ENTRIES SUPPLIED>
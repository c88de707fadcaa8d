//! Shell apply-program
//!
//! [`ShellProgram`] adapts configured shell commands to the scheduler's
//! program interface. Each command gets the current state as JSON on stdin
//! and prints the next state as JSON on stdout; an empty stdout keeps the
//! previous state. Unset commands pass state through unchanged.

use anyhow::{bail, Context};
use async_trait::async_trait;
use serde_json::Value;
use span_core::ApplyProgram;
use span_types::Action;
use std::process::Stdio;
use tokio::io::AsyncWriteExt;
use tokio::process::Command;
use tracing::debug;

use crate::config::ProgramConfig;

pub struct ShellProgram {
    config: ProgramConfig,
}

impl ShellProgram {
    pub fn new(config: ProgramConfig) -> Self {
        Self { config }
    }

    async fn run_command(
        &self,
        action: Action,
        command: Option<&str>,
        state: Value,
    ) -> anyhow::Result<Value> {
        let Some(command) = command else {
            debug!(action = %action, "no command configured; state passed through");
            return Ok(state);
        };

        let mut child = Command::new("sh")
            .arg("-c")
            .arg(command)
            .stdin(Stdio::piped())
            .stdout(Stdio::piped())
            .stderr(Stdio::piped())
            .spawn()
            .with_context(|| format!("spawning {} command", action))?;

        let input = serde_json::to_vec(&state)?;
        let mut stdin = child
            .stdin
            .take()
            .context("child stdin not captured")?;
        stdin.write_all(&input).await?;
        drop(stdin);

        let output = child
            .wait_with_output()
            .await
            .with_context(|| format!("waiting for {} command", action))?;

        if !output.status.success() {
            bail!(
                "{} command failed ({}): {}",
                action,
                output.status,
                String::from_utf8_lossy(&output.stderr).trim()
            );
        }

        let stdout = String::from_utf8_lossy(&output.stdout);
        if stdout.trim().is_empty() {
            return Ok(state);
        }
        serde_json::from_str(stdout.trim())
            .with_context(|| format!("parsing {} command output as JSON", action))
    }
}

#[async_trait]
impl ApplyProgram for ShellProgram {
    type State = Value;

    async fn init(&mut self) -> anyhow::Result<Value> {
        Ok(Value::Null)
    }

    async fn deploy(&mut self, state: Value) -> anyhow::Result<Value> {
        let command = self.config.deploy.clone();
        self.run_command(Action::Deploy, command.as_deref(), state)
            .await
    }

    async fn terminate(&mut self, state: Value) -> anyhow::Result<Value> {
        let command = self.config.terminate.clone();
        self.run_command(Action::Terminate, command.as_deref(), state)
            .await
    }

    async fn destroy(&mut self, state: Value) -> anyhow::Result<Value> {
        let command = self.config.destroy.clone();
        self.run_command(Action::Destroy, command.as_deref(), state)
            .await
    }
}

#[cfg(test)]
mod tests {
    use super::*;
    use serde_json::json;

    fn program(deploy: Option<&str>) -> ShellProgram {
        ShellProgram::new(ProgramConfig {
            deploy: deploy.map(String::from),
            terminate: None,
            destroy: None,
        })
    }

    #[tokio::test]
    async fn test_unset_command_passes_state_through() {
        let mut p = program(None);
        let state = p.deploy(json!({"x": 1})).await.unwrap();
        assert_eq!(state, json!({"x": 1}));
    }

    #[tokio::test]
    async fn test_command_output_becomes_state() {
        let mut p = program(Some(r#"echo '{"deployed": true}'"#));
        let state = p.deploy(Value::Null).await.unwrap();
        assert_eq!(state, json!({"deployed": true}));
    }

    #[tokio::test]
    async fn test_command_reads_state_on_stdin() {
        // cat echoes stdin, so the state round-trips
        let mut p = program(Some("cat"));
        let state = p.deploy(json!(["a", "b"])).await.unwrap();
        assert_eq!(state, json!(["a", "b"]));
    }

    #[tokio::test]
    async fn test_empty_output_keeps_state() {
        let mut p = program(Some("true"));
        let state = p.deploy(json!(42)).await.unwrap();
        assert_eq!(state, json!(42));
    }

    #[tokio::test]
    async fn test_failing_command_is_an_error() {
        let mut p = program(Some("echo boom >&2; exit 3"));
        let err = p.deploy(Value::Null).await.unwrap_err();
        assert!(err.to_string().contains("boom"));
    }
}
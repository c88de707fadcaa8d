//! HTTP API surfaces
//!
//! Two separate routers on two listen addresses: the Deployment service
//! (what peers call) and the Resources service (what local adapters call).

pub mod peer;
pub mod resources;
pub mod state;

pub use peer::deployment_router;
pub use resources::resources_router;
pub use state::AppState;
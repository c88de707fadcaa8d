//! Remote deployment descriptors and generic RPC acknowledgements

use serde::{Deserialize, Serialize};

/// A known peer deployment and where to reach its Deployment service.
///
/// Identity is `id`; `host`/`port` describe the current RPC endpoint. The
/// remote registry rebuilds the connection whenever the endpoint changes.
#[derive(Debug, Clone, PartialEq, Eq, Serialize, Deserialize)]
#[serde(rename_all = "camelCase")]
pub struct Remote {
    /// Deployment identity
    pub id: String,

    /// Host of the remote's Deployment service
    pub host: String,

    /// Port of the remote's Deployment service
    pub port: u16,
}

impl Remote {
    /// Create a new remote descriptor.
    pub fn new(id: impl Into<String>, host: impl Into<String>, port: u16) -> Self {
        Self {
            id: id.into(),
            host: host.into(),
            port,
        }
    }

    /// Whether this remote points at the same endpoint as `other`.
    pub fn same_endpoint(&self, other: &Remote) -> bool {
        self.host == other.host && self.port == other.port
    }
}

/// Empty acknowledgement body for unary RPCs.
#[derive(Debug, Clone, Default, Serialize, Deserialize)]
pub struct Ack {}

/// Body of a heartbeat response.
#[derive(Debug, Clone, Serialize, Deserialize)]
#[serde(rename_all = "camelCase")]
pub struct HeartbeatResponse {
    /// Identity of the deployment that answered
    pub id: String,
}
//! Client for a deployment's own Resources service
//!
//! Provisioning adapters use this client to report remote and offer
//! lifecycle from their declarative-resource shims and to poll wishes.

use reqwest::Client;
use serde::{de::DeserializeOwned, Serialize};
use span_types::{Ack, Offer, Remote, RemoteOffer, Wish};

use crate::error::ClientResult;
use crate::peer::handle_response;

/// RPC client for the local Resources service.
///
/// No client-level timeout: `delete_offer` blocks until the withdrawal
/// protocol completes, which waits for the beneficiary to acknowledge.
#[derive(Debug, Clone)]
pub struct ResourcesClient {
    client: Client,
    base_url: String,
}

impl ResourcesClient {
    /// Create a client for the Resources service at `endpoint`.
    pub fn new(endpoint: &str) -> ClientResult<Self> {
        let client = Client::builder().build()?;

        Ok(Self {
            client,
            base_url: endpoint.trim_end_matches('/').to_string(),
        })
    }

    // ========== Remote lifecycle ==========

    /// Register or update a remote deployment.
    pub async fn update_remote(&self, remote: &Remote) -> ClientResult<()> {
        let _: Ack = self.post("/api/v1/remotes", remote).await?;
        Ok(())
    }

    /// Re-assert a remote after an adapter refresh.
    pub async fn refresh_remote(&self, remote: &Remote) -> ClientResult<()> {
        let _: Ack = self.put("/api/v1/remotes", remote).await?;
        Ok(())
    }

    /// Remove a remote deployment.
    pub async fn delete_remote(&self, remote: &Remote) -> ClientResult<()> {
        let _: Ack = self.delete(&format!("/api/v1/remotes/{}", remote.id)).await?;
        Ok(())
    }

    // ========== Offer lifecycle ==========

    /// Publish or update an outbound offer.
    pub async fn update_offer(&self, offer: &Offer) -> ClientResult<()> {
        let _: Ack = self.post("/api/v1/offers", offer).await?;
        Ok(())
    }

    /// Re-assert an outbound offer after an adapter refresh.
    pub async fn refresh_offer(&self, offer: &Offer) -> ClientResult<()> {
        let _: Ack = self.put("/api/v1/offers", offer).await?;
        Ok(())
    }

    /// Withdraw an outbound offer.
    ///
    /// The acknowledgement is withheld until the beneficiary has accepted
    /// the withdrawal, so this call may block until the beneficiary
    /// reconnects.
    pub async fn delete_offer(&self, beneficiary_id: &str, name: &str) -> ClientResult<()> {
        let _: Ack = self
            .delete(&format!("/api/v1/offers/{}/{}", beneficiary_id, name))
            .await?;
        Ok(())
    }

    // ========== Wishes ==========

    /// Ask whether a wish is currently satisfied.
    pub async fn get_wish(&self, wish: &Wish) -> ClientResult<RemoteOffer> {
        self.post("/api/v1/wishes/poll", wish).await
    }

    /// Report that a wish was deleted from the provisioning program.
    pub async fn wish_deleted(&self, wish: &Wish) -> ClientResult<()> {
        let _: Ack = self.post("/api/v1/wishes/deleted", wish).await?;
        Ok(())
    }

    // ========== Lifecycle triggers ==========

    /// Request teardown of this deployment's provisioned resources.
    pub async fn destroy(&self) -> ClientResult<()> {
        let _: Ack = self
            .post("/api/v1/destroy", &serde_json::json!({}))
            .await?;
        Ok(())
    }

    // ========== Internal HTTP helpers ==========

    async fn post<B: Serialize, T: DeserializeOwned>(&self, path: &str, body: &B) -> ClientResult<T> {
        let url = format!("{}{}", self.base_url, path);
        let response = self.client.post(&url).json(body).send().await?;
        handle_response(response).await
    }

    async fn put<B: Serialize, T: DeserializeOwned>(&self, path: &str, body: &B) -> ClientResult<T> {
        let url = format!("{}{}", self.base_url, path);
        let response = self.client.put(&url).json(body).send().await?;
        handle_response(response).await
    }

    async fn delete<T: DeserializeOwned>(&self, path: &str) -> ClientResult<T> {
        let url = format!("{}{}", self.base_url, path);
        let response = self.client.delete(&url).send().await?;
        handle_response(response).await
    }
}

WHAT THIS TASK INVOLVES> All lines in the records with the string "anyhow" should be copied out.

RESULT FOR THIS EXERCISE>
use anyhow::{bail, Context};
    ) -> anyhow::Result<Value> {
    async fn init(&mut self) -> anyhow::Result<Value> {
    async fn deploy(&mut self, state: Value) -> anyhow::Result<Value> {
    async fn terminate(&mut self, state: Value) -> anyhow::Result<Value> {
    async fn destroy(&mut self, state: Value) -> anyhow::Result<Value> {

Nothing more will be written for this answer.